Blaas een hogeresolutiefoto van een schilderij op tot absurde proporties en de overtuigingen van zelfs de meest geharde liefhebber worden aan het wankelen gebracht. In de expositie in het Louvre naar aanleiding van de restauratie van de Maagd van kanselier Rolin die Jan van Eyck omstreeks 1430 schilderde, gebeurt precies dat. Van Eyck staat erom bekend dat hij ieder grijzend baardstoppeltje op de kin van een middelbare man, elk haartje van een bontmantel of draadje van een fluwelen damesjurk, en ieder minuscuul bloemetje in de tuin met een verbijsterende nauwgezetheid schilderde. Maar wie dacht dat deze grootmeester van het natuurgetrouwe detail uit het vijftiende-eeuwse Brugge zijn toverachtige talent tot in het oneindige kon voortzetten, heeft het mis.

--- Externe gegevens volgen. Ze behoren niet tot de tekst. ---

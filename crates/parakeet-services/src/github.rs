//! GitHub issue creation for tweet-sourced feature requests and bug reports.

use anyhow::{Context, Result};
use serde::{Deserialize, Serialize};
use std::time::Duration;

use parakeet_core::models::GithubConfig;

const API_BASE: &str = "https://api.github.com";
const USER_AGENT: &str = concat!("parakeet/", env!("CARGO_PKG_VERSION"));

#[derive(Debug, Serialize)]
struct IssueBody<'a> {
    title: &'a str,
    body: &'a str,
    labels: &'a [String],
}

#[derive(Debug, Clone, Deserialize)]
pub struct CreatedIssue {
    pub number: u64,
    pub html_url: String,
}

pub struct GithubClient {
    http: reqwest::Client,
    api_base: String,
}

impl GithubClient {
    pub fn new(timeout: Duration) -> Result<Self> {
        Self::with_api_base(API_BASE, timeout)
    }

    pub fn with_api_base(api_base: &str, timeout: Duration) -> Result<Self> {
        let http = reqwest::Client::builder()
            .timeout(timeout)
            .user_agent(USER_AGENT)
            .build()
            .context("Failed to create HTTP client for GitHub")?;
        Ok(Self {
            http,
            api_base: api_base.trim_end_matches('/').to_string(),
        })
    }

    pub async fn create_issue(
        &self,
        config: &GithubConfig,
        title: &str,
        body: &str,
        labels: &[String],
    ) -> Result<CreatedIssue> {
        let token = config
            .resolve_token()
            .context("GitHub auth token is not configured")?;
        self.http
            .post(format!(
                "{}/repos/{}/{}/issues",
                self.api_base, config.owner, config.repo
            ))
            .bearer_auth(token)
            .header(reqwest::header::ACCEPT, "application/vnd.github+json")
            .json(&IssueBody {
                title,
                body,
                labels,
            })
            .send()
            .await
            .context("Issue creation failed")?
            .error_for_status()
            .context("Issue creation rejected")?
            .json()
            .await
            .context("Failed to decode issue creation response")
    }
}
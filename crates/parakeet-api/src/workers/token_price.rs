//! Token-price worker: answers price queries from mentions.

use std::sync::Arc;

use anyhow::{Context, Result};
use async_trait::async_trait;

use parakeet_core::models::{CapabilityId, MentionJob, ReplyJob};
use parakeet_queue::{LaneContext, Worker};
use parakeet_services::Tweet;

use super::parse::word_after;
use super::support::{
    fresh_mentions, mark_checked, mark_tweet_used, matches_catch_phrase, WorkerDeps,
};

const PRICE_HOUR_CHECK: f64 = 0.02;
const FAILURE_REPLY: &str =
    "oops! could not fetch that token price. please check the mint address and try again.";

pub struct TokenPriceWorker {
    deps: Arc<WorkerDeps>,
}

impl TokenPriceWorker {
    pub fn new(deps: Arc<WorkerDeps>) -> Self {
        Self { deps }
    }

    async fn verify_and_fetch(&self, tweet: &Tweet, job: &MentionJob) -> Result<Option<String>> {
        let text = &tweet.text;
        if !matches_catch_phrase(text, &job.details.tools_catch_phrase) {
            tracing::debug!(tweet_id = %tweet.id, "not a price query tweet");
            return Ok(None);
        }

        let mint = word_after(text, "target token mint").context("missing target token mint")?;

        let kit = self.deps.agent_kits.for_text(text);
        let price = kit.fetch_price(&mint).await?;

        Ok(Some(format!("current price of {}: {} USDC", mint, price)))
    }

    async fn scan(&self, job: &MentionJob) -> Result<()> {
        let Some((_profile, tweets)) = fresh_mentions(
            &self.deps,
            CapabilityId::TokenPrice,
            PRICE_HOUR_CHECK,
            &job.handle,
        )
        .await?
        else {
            return Ok(());
        };

        for tweet in tweets {
            match self.verify_and_fetch(&tweet, job).await {
                Ok(Some(details)) => {
                    self.deps
                        .priority_queue
                        .push(ReplyJob::text(&tweet.id, details));
                }
                Ok(None) => {}
                Err(err) => {
                    tracing::error!(tweet_id = %tweet.id, error = %err, "price fetch failed");
                    self.deps
                        .priority_queue
                        .push(ReplyJob::text(&tweet.id, FAILURE_REPLY));
                }
            }
            mark_tweet_used(
                &self.deps.cache,
                CapabilityId::TokenPrice,
                &tweet.id,
                "price query tweet",
            )
            .await;
        }

        mark_checked(&self.deps.cache, CapabilityId::TokenPrice).await;
        Ok(())
    }
}

#[async_trait]
impl Worker<MentionJob> for TokenPriceWorker {
    async fn poll(&self, job: MentionJob, _ctx: &LaneContext<MentionJob>) -> Result<()> {
        self.scan(&job).await
    }
}
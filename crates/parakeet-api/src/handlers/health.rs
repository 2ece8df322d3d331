//! Health check handlers.

use std::sync::Arc;

use axum::{http::StatusCode, response::IntoResponse, Json};

use crate::state::AppState;

/// Liveness probe - process is running.
#[utoipa::path(
    get,
    path = "/live",
    tag = "health",
    responses((status = 200, description = "Process is alive"))
)]
pub async fn liveness_check(_state: axum::extract::State<Arc<AppState>>) -> impl IntoResponse {
    (
        StatusCode::OK,
        Json(serde_json::json!({ "status": "alive" })),
    )
}

/// Readiness probe - the cache answers a round trip.
#[utoipa::path(
    get,
    path = "/ready",
    tag = "health",
    responses(
        (status = 200, description = "Ready"),
        (status = 503, description = "Cache unavailable"),
    )
)]
pub async fn readiness_check(
    axum::extract::State(state): axum::extract::State<Arc<AppState>>,
) -> impl IntoResponse {
    let probe_key = "health-check-probe";
    state.cache.set(probe_key, "ok".to_string()).await;
    let ready = state.cache.get(probe_key).await.as_deref() == Some("ok");
    state.cache.delete(probe_key).await;

    let status = if ready {
        StatusCode::OK
    } else {
        StatusCode::SERVICE_UNAVAILABLE
    };
    (
        status,
        Json(serde_json::json!({
            "status": if ready { "ready" } else { "not_ready" },
            "cache": if ready { "ready" } else { "not_ready" },
        })),
    )
}

/// Full health check: cache plus the state of every capability lane.
#[utoipa::path(
    get,
    path = "/health",
    tag = "health",
    responses((status = 200, description = "Service health including per-lane state"))
)]
pub async fn health_check(
    axum::extract::State(state): axum::extract::State<Arc<AppState>>,
) -> impl IntoResponse {
    let lanes = state.lanes.statuses();
    (
        StatusCode::OK,
        Json(serde_json::json!({
            "status": "healthy",
            "lanes": lanes,
        })),
    )
}
//! Language model completion client.
//!
//! One call shape for the whole bot: a system prompt (the registered
//! persona prompt plus a constant footer enforcing post constraints) and a
//! list of user context blocks, optionally with an attached image URL.

use anyhow::{Context, Result};
use async_trait::async_trait;
use serde::{Deserialize, Serialize};
use std::time::Duration;

use parakeet_core::config::LlmConfig;

const COMPLETION_FOOTER: &str =
    "\n\nNote: Keep your post under 100 characters, use no emojis, no hashtags and keep everything lowercase.";

/// One user turn of context for a completion.
#[derive(Debug, Clone)]
pub struct ContextMessage {
    pub text: String,
    pub image_url: Option<String>,
}

impl ContextMessage {
    pub fn text(text: impl Into<String>) -> Self {
        Self {
            text: text.into(),
            image_url: None,
        }
    }

    pub fn with_image(text: impl Into<String>, image_url: impl Into<String>) -> Self {
        Self {
            text: text.into(),
            image_url: Some(image_url.into()),
        }
    }
}

/// A callable tool offered to the model.
#[derive(Debug, Clone)]
pub struct ToolSpec {
    pub name: String,
    pub description: String,
    pub parameters: serde_json::Value,
}

/// A tool call the model decided to make.
#[derive(Debug, Clone)]
pub struct ToolInvocation {
    pub name: String,
    /// JSON-encoded arguments, exactly as returned by the model.
    pub arguments: String,
}

#[derive(Debug, Clone, Default)]
pub struct Completion {
    pub content: Option<String>,
    pub tool_calls: Vec<ToolInvocation>,
}

#[async_trait]
pub trait LanguageModel: Send + Sync {
    /// Plain completion; returns the generated text (empty when the model
    /// returned no content).
    async fn complete(&self, prompt: &str, context: &[ContextMessage]) -> Result<String>;

    /// Completion with tool definitions; the model may answer with text,
    /// tool calls, or both.
    async fn complete_with_tools(
        &self,
        prompt: &str,
        context: &[ContextMessage],
        tools: &[ToolSpec],
    ) -> Result<Completion>;
}

// Chat completions API request/response structures
#[derive(Debug, Serialize)]
struct ChatRequest {
    model: String,
    messages: Vec<ChatMessage>,
    #[serde(skip_serializing_if = "Option::is_none")]
    tools: Option<Vec<ToolDefinition>>,
}

#[derive(Debug, Serialize)]
struct ChatMessage {
    role: &'static str,
    content: MessageContent,
}

#[derive(Debug, Serialize)]
#[serde(untagged)]
enum MessageContent {
    Text(String),
    Blocks(Vec<ContentBlock>),
}

#[derive(Debug, Serialize)]
#[serde(tag = "type", rename_all = "snake_case")]
enum ContentBlock {
    Text { text: String },
    ImageUrl { image_url: ImageUrl },
}

#[derive(Debug, Serialize)]
struct ImageUrl {
    url: String,
    detail: &'static str,
}

#[derive(Debug, Serialize)]
struct ToolDefinition {
    #[serde(rename = "type")]
    kind: &'static str,
    function: FunctionDefinition,
}

#[derive(Debug, Serialize)]
struct FunctionDefinition {
    name: String,
    description: String,
    parameters: serde_json::Value,
}

#[derive(Debug, Deserialize)]
struct ChatResponse {
    choices: Vec<Choice>,
}

#[derive(Debug, Deserialize)]
struct Choice {
    message: ChoiceMessage,
}

#[derive(Debug, Deserialize)]
struct ChoiceMessage {
    #[serde(default)]
    content: Option<String>,
    #[serde(default)]
    tool_calls: Option<Vec<RawToolCall>>,
}

#[derive(Debug, Deserialize)]
struct RawToolCall {
    function: RawFunctionCall,
}

#[derive(Debug, Deserialize)]
struct RawFunctionCall {
    name: String,
    arguments: String,
}

/// Chat-completions client for an OpenAI-compatible API.
pub struct OpenAiChat {
    http: reqwest::Client,
    api_base: String,
    api_key: String,
    model: String,
}

impl OpenAiChat {
    pub fn new(config: &LlmConfig, timeout: Duration) -> Result<Self> {
        let http = reqwest::Client::builder()
            .timeout(timeout)
            .build()
            .context("Failed to create HTTP client for the language model")?;
        Ok(Self {
            http,
            api_base: config.api_base.trim_end_matches('/').to_string(),
            api_key: config.api_key.clone(),
            model: config.model.clone(),
        })
    }

    fn build_messages(prompt: &str, context: &[ContextMessage]) -> Vec<ChatMessage> {
        let mut messages = vec![ChatMessage {
            role: "system",
            content: MessageContent::Text(format!("{}{}", prompt, COMPLETION_FOOTER)),
        }];
        for turn in context {
            let content = match &turn.image_url {
                Some(url) => MessageContent::Blocks(vec![
                    ContentBlock::Text {
                        text: turn.text.clone(),
                    },
                    ContentBlock::ImageUrl {
                        image_url: ImageUrl {
                            url: url.clone(),
                            detail: "low",
                        },
                    },
                ]),
                None => MessageContent::Text(turn.text.clone()),
            };
            messages.push(ChatMessage {
                role: "user",
                content,
            });
        }
        messages
    }

    async fn request(&self, body: &ChatRequest) -> Result<ChoiceMessage> {
        let response = self
            .http
            .post(format!("{}/chat/completions", self.api_base))
            .bearer_auth(&self.api_key)
            .json(body)
            .send()
            .await
            .context("Completion request failed")?
            .error_for_status()
            .context("Completion request rejected")?;

        let mut parsed: ChatResponse = response
            .json()
            .await
            .context("Failed to decode completion response")?;
        if parsed.choices.is_empty() {
            anyhow::bail!("completion response contained no choices");
        }
        Ok(parsed.choices.remove(0).message)
    }
}

#[async_trait]
impl LanguageModel for OpenAiChat {
    async fn complete(&self, prompt: &str, context: &[ContextMessage]) -> Result<String> {
        let body = ChatRequest {
            model: self.model.clone(),
            messages: Self::build_messages(prompt, context),
            tools: None,
        };
        let message = self.request(&body).await?;
        Ok(message.content.unwrap_or_default())
    }

    async fn complete_with_tools(
        &self,
        prompt: &str,
        context: &[ContextMessage],
        tools: &[ToolSpec],
    ) -> Result<Completion> {
        let body = ChatRequest {
            model: self.model.clone(),
            messages: Self::build_messages(prompt, context),
            tools: Some(
                tools
                    .iter()
                    .map(|t| ToolDefinition {
                        kind: "function",
                        function: FunctionDefinition {
                            name: t.name.clone(),
                            description: t.description.clone(),
                            parameters: t.parameters.clone(),
                        },
                    })
                    .collect(),
            ),
        };
        let message = self.request(&body).await?;
        Ok(Completion {
            content: message.content,
            tool_calls: message
                .tool_calls
                .unwrap_or_default()
                .into_iter()
                .map(|c| ToolInvocation {
                    name: c.function.name,
                    arguments: c.function.arguments,
                })
                .collect(),
        })
    }
}
//! Chat platform adapters (Slack, Discord, Alexa).
//!
//! Each adapter is constructed from a registration payload, verifies its
//! credentials in `init`, and delivers outbound messages. Initialization
//! failures are isolated per adapter: the registration handler logs them
//! and continues with the remaining capabilities.

pub mod alexa;
pub mod discord;
pub mod slack;

pub use alexa::AlexaAdapter;
pub use discord::DiscordAdapter;
pub use slack::SlackAdapter;

/// System prompt shared by the conversational adapters.
pub(crate) const ASSISTANT_PROMPT: &str =
    "You are a helpful AI assistant. Respond helpfully but with personality. Keep responses concise and clear:";

/// Fallback when the model produced no usable response.
pub(crate) const FALLBACK_RESPONSE: &str = "I'm having trouble processing that request.";
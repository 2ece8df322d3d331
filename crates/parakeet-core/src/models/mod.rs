pub mod airdrop;
pub mod capability;
pub mod register;
pub mod work;

pub use airdrop::{ActiveAirdrop, ActiveAirdrops, AirdropRegistration};
pub use capability::CapabilityId;
pub use register::{
    AgentKitRef, AlexaConfig, BotMetadata, DiscordConfig, GithubConfig, HotProfile, Platforms,
    RegisterDetails, RegisterRequest, SlackConfig, ToolToggles,
};
pub use work::{HotProfileJob, MentionJob, ReplyJob};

Een filmpje in de tentoonstelling toont, tientallen of misschien honderden malen vergrote details uit het schilderij. Het laat zien dat beeldelementen zoals de piepkleine figuurtjes met hun paarden en ezels op de brug in de verte, of de architectonische vormen van gebouwen in de achtergrond, met snelle penseelstreekjes in slechts enkele kleuren en lichtaccenten zijn neergezet, zo te zien een beetje op de gok. Maar het miraculeuze is dat ze in het schilderij zelf, op ware grootte, toch de indruk wekken net zo gedetailleerd te zijn geschilderd als de figuren op de voorgrond. Uiteindelijk bevestigt dat de virtuositeit van de schilder.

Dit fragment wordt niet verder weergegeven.